### Goal of the exercise
I need the number of lines in the data that include "started"; reply with that number alone.

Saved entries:
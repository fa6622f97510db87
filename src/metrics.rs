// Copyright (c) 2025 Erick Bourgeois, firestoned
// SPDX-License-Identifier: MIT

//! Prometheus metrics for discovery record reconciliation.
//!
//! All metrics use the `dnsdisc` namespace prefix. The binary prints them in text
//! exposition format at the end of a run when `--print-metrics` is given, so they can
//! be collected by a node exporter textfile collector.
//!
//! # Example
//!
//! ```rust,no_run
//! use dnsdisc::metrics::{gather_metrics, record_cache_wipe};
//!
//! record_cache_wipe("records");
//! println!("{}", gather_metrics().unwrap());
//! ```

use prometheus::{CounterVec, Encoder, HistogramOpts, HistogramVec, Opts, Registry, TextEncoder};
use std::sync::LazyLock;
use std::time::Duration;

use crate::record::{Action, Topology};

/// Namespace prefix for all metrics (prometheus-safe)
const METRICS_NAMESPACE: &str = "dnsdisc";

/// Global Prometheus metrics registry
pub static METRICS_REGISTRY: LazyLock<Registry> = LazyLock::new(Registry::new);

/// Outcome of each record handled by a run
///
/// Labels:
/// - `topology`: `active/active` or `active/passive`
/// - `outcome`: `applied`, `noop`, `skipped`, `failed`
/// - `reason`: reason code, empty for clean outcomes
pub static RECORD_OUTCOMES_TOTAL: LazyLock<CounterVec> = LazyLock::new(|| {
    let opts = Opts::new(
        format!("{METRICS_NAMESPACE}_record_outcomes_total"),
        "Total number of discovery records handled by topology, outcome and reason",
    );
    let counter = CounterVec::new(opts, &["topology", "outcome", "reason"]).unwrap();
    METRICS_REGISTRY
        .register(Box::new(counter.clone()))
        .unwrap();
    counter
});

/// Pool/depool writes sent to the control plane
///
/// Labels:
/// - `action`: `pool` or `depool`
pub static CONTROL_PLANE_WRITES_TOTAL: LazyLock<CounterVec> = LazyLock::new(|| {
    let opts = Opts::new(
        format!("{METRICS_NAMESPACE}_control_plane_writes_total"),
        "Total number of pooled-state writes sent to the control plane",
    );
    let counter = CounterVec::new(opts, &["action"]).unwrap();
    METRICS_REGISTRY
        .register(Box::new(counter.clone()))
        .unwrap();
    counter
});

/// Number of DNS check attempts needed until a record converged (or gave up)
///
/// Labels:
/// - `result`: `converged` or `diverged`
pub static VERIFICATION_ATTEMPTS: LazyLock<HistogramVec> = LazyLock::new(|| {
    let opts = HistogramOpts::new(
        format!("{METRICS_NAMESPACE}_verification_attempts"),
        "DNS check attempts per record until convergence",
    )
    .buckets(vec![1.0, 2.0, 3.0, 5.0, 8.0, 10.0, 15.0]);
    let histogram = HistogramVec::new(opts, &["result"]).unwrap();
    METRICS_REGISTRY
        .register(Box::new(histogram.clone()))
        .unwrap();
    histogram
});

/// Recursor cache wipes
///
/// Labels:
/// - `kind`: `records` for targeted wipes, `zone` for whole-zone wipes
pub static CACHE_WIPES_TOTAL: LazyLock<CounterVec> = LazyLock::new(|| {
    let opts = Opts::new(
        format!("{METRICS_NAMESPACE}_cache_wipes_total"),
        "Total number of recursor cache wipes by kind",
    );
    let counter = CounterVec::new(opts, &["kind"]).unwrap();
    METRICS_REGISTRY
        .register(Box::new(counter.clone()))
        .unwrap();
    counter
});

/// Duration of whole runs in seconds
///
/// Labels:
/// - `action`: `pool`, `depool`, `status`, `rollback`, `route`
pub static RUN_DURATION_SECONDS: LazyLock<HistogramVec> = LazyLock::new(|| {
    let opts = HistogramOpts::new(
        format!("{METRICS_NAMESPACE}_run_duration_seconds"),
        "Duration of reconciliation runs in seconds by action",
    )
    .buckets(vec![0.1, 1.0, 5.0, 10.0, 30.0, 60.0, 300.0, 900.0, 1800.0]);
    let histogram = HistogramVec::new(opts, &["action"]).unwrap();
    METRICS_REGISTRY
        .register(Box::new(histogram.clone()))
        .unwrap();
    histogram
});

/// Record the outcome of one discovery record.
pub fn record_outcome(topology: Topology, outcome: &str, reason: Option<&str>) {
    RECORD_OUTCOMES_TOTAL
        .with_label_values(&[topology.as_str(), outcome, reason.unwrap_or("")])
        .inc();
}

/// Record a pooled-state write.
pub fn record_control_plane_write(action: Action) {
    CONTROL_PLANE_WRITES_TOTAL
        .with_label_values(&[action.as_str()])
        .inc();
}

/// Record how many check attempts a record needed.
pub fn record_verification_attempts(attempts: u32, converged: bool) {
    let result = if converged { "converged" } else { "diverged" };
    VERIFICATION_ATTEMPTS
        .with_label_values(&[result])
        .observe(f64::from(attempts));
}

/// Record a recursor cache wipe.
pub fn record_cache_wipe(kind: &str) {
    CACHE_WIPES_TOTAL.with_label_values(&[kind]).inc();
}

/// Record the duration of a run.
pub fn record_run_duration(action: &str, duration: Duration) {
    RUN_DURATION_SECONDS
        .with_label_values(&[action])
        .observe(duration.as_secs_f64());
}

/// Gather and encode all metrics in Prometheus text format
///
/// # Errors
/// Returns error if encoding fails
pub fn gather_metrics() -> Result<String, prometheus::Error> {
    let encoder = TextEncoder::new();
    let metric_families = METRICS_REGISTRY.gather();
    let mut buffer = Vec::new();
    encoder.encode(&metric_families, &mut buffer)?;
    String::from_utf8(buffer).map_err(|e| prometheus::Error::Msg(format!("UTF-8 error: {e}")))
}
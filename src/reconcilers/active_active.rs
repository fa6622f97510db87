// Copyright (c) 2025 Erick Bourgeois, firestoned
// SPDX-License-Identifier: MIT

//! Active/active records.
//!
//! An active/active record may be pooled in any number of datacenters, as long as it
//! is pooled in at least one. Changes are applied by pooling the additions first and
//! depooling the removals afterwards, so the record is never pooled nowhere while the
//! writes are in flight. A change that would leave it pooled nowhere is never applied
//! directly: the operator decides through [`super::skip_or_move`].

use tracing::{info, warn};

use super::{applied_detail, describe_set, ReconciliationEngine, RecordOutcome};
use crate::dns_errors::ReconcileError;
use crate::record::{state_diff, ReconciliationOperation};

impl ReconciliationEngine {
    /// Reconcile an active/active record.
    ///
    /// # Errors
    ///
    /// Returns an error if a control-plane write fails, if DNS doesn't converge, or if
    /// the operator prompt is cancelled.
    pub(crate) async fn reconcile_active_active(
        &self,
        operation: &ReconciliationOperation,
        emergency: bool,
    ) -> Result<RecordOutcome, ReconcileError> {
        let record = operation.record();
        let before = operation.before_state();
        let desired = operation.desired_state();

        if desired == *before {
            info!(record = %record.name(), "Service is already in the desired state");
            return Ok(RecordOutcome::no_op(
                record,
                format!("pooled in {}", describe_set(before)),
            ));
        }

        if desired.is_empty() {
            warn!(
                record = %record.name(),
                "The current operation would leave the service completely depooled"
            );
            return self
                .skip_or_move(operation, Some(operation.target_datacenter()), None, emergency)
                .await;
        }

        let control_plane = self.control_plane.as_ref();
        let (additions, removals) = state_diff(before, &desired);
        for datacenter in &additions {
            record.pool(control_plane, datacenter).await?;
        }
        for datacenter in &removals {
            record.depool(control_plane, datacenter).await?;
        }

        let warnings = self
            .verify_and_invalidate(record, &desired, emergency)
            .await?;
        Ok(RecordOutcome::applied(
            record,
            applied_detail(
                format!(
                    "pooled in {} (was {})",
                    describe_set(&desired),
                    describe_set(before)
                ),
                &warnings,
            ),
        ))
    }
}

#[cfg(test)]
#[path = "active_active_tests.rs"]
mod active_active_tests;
--
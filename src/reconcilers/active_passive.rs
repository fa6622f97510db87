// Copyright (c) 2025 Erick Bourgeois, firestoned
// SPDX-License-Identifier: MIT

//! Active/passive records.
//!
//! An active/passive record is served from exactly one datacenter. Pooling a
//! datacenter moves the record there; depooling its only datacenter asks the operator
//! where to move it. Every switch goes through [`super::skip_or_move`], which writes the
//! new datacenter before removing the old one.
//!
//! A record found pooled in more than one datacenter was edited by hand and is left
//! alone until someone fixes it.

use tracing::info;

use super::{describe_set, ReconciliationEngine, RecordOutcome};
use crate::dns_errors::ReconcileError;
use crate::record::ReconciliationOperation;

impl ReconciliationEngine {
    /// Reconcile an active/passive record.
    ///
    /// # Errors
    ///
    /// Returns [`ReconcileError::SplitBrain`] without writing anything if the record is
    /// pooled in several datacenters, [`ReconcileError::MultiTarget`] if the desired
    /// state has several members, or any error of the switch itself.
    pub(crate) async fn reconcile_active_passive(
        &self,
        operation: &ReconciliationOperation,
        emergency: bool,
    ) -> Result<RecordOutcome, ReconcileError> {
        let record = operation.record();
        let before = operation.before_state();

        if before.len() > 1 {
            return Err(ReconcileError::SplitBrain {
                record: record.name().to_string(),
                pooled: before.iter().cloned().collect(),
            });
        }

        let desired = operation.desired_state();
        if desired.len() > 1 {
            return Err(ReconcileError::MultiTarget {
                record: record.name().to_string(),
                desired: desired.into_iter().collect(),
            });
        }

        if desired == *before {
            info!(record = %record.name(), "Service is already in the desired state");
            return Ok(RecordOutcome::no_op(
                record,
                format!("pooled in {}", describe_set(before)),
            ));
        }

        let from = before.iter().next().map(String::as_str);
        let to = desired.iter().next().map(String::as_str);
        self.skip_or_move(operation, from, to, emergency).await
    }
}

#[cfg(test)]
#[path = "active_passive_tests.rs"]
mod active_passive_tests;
--
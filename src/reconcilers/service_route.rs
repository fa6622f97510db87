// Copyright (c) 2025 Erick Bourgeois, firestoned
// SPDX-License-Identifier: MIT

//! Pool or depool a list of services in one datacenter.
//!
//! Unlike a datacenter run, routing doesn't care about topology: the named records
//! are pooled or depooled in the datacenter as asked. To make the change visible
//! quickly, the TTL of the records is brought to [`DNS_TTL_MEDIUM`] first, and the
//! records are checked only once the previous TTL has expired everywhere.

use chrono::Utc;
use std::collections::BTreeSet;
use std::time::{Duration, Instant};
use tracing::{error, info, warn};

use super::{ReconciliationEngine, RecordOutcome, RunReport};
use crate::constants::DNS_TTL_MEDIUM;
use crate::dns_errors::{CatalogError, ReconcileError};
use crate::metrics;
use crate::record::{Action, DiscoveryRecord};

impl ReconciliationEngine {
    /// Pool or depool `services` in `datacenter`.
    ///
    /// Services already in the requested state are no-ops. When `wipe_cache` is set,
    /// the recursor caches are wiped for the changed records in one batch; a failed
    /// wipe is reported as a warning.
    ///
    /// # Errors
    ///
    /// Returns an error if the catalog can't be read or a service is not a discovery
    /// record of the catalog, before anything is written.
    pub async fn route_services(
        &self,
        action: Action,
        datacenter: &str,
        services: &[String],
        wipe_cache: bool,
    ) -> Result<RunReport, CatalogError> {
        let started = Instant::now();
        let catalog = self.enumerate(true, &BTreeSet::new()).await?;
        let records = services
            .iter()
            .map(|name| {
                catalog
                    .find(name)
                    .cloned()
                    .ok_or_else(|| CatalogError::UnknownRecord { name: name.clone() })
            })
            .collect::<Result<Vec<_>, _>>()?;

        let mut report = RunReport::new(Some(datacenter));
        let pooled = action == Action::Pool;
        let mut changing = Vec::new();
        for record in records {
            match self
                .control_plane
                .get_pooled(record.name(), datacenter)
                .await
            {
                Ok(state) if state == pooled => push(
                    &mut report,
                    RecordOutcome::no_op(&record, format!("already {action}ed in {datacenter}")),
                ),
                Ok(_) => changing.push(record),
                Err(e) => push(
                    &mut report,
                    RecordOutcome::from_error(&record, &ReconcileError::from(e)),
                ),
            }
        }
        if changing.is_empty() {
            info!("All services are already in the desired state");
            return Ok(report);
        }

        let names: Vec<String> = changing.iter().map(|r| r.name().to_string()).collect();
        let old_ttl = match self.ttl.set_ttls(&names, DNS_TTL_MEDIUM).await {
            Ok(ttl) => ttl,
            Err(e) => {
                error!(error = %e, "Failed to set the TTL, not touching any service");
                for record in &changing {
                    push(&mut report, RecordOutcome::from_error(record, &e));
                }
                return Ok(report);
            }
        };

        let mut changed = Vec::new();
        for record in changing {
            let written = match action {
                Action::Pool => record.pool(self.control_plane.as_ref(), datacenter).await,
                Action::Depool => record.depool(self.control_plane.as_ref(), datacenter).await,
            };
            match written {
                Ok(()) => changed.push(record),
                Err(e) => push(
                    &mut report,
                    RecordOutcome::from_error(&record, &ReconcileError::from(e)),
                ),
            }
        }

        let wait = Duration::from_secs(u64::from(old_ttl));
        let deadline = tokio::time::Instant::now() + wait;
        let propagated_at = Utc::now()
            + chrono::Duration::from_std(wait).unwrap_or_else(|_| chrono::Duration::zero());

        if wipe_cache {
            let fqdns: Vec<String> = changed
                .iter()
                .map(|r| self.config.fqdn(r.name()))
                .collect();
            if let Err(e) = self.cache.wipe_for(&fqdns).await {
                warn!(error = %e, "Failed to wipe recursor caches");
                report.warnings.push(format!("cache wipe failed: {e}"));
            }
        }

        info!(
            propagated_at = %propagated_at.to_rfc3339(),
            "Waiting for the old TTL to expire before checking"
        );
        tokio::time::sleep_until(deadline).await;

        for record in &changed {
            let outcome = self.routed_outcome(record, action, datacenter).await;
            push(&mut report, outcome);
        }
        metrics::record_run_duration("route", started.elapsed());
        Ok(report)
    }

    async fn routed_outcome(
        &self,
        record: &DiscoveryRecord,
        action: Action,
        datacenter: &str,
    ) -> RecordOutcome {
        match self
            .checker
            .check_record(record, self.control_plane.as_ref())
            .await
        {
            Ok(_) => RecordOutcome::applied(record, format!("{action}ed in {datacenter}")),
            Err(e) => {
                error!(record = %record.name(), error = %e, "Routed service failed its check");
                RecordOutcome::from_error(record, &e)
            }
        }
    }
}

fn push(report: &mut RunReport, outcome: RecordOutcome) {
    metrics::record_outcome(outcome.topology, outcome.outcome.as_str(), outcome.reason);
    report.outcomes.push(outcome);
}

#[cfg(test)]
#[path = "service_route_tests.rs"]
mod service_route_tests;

### Response to the exercise
2